I’m looking over the various authentication options for the API. I’m writing a server application that I just want to run and have it go out and fetch some API data about my own Twitch account. My application does not ever need to allow other users authenticate via it, etc, as run-time.
Which authentication method is most appropriate?
I see OAuth, which seems more for an application in which multiple twitch users could authenticate and use my app? That’s not going to be my use-case. Should I still be going with that OAuth approach? Ideally, I’d not have to open a browser and authenticate as part of my run-time flow.
I also see that registering an app required the callback URL. Ideally my application wouldn’t need to expose an HTTP endpoint and sit and listen. I just need it to fetch some data. Is this the only way?

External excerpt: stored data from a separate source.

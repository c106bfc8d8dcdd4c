//! Elementwise tolerance check of kernel output against gold output.
//!
//! Reporting is exhaustive: every index outside [`VERIFY_EPSILON`] is
//! returned, not just the first. An empty report means the output passed.

use std::fmt;

use serde::Serialize;

use crate::config::VERIFY_EPSILON;

/// One element outside tolerance.
#[derive(Debug, Clone, Copy, PartialEq, Serialize)]
pub struct Discrepancy {
    pub index: usize,
    pub got: f32,
    pub expected: f32,
}

impl fmt::Display for Discrepancy {
    fn fmt(&self, f: &mut fmt::Formatter<'_>) -> fmt::Result {
        write!(
            f,
            "Error: [{}] Got {:.6} expected {:.6}",
            self.index, self.got, self.expected
        )
    }
}

/// Compare `output` against `gold` with [`VERIFY_EPSILON`].
///
/// # Panics
///
/// Panics if the slices have different lengths.
pub fn verify_result(output: &[f32], gold: &[f32]) -> Vec<Discrepancy> {
    verify_with_tolerance(output, gold, VERIFY_EPSILON)
}

/// Compare `output` against `gold` with an explicit absolute tolerance.
///
/// A NaN on either side counts as a discrepancy.
///
/// # Panics
///
/// Panics if the slices have different lengths.
pub fn verify_with_tolerance(output: &[f32], gold: &[f32], tol: f32) -> Vec<Discrepancy> {
    assert_eq!(
        output.len(),
        gold.len(),
        "output/gold length mismatch: {} vs {}",
        output.len(),
        gold.len()
    );
    output
        .iter()
        .zip(gold)
        .enumerate()
        .filter(|&(_, (&got, &expected))| {
            let diff = (got - expected).abs();
            diff > tol || diff.is_nan()
        })
        .map(|(index, (&got, &expected))| Discrepancy {
            index,
            got,
            expected,
        })
        .collect()
}

/// Assert that two f32 slices agree within `tol` at every index.
///
/// # Panics
///
/// Panics if slices have different lengths or any element pair differs by
/// more than `tol`; the message lists every violation.
pub fn assert_within_tolerance(a: &[f32], b: &[f32], tol: f32) {
    let report = verify_with_tolerance(a, b, tol);
    assert!(
        report.is_empty(),
        "tolerance violation ({} of {} elements, tol {tol}):\n{}",
        report.len(),
        a.len(),
        report
            .iter()
            .map(ToString::to_string)
            .collect::<Vec<_>>()
            .join("\n")
    );
}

Is there not just a simple API token that every twitch account has that gives me access to the API through my own personal account?
Thanks!
EDIT: Nevermind. I would delete this if I could. I think I’ve figure out how to do what I was thinking. There is the final approach where you can just get an access token using your app access tokens.
I ended up using the app token workflow, as linked to below. It doesn’t involve the traditional, two step authorization workflow of OAuth that you see on websites, etc. It’s definitely targeted at applications that just need an access token for themselves and will never need to work on behalf of many users.
Let me just ask this, then. I just want my application to run once and in that run fetch the most recent follower name and the total count of followers.
Which auth approach is ideal for that type of application? The “OAuth Implicit Code Flow” looks pretty straight forward for my needs. Is there a reason why I should use the other approach, the “OAuth Authorization Code Flow”?
You don’t need any OAuth token for that. The follows endpoint doesn’t require authentication or additional scope. The only advantage to using an OAuth token instead of just a client id for your use case would be to have a higher query limit in Helix, but if you don’t need that increased limit you could just stick to using your client id and skipping authentication entirely.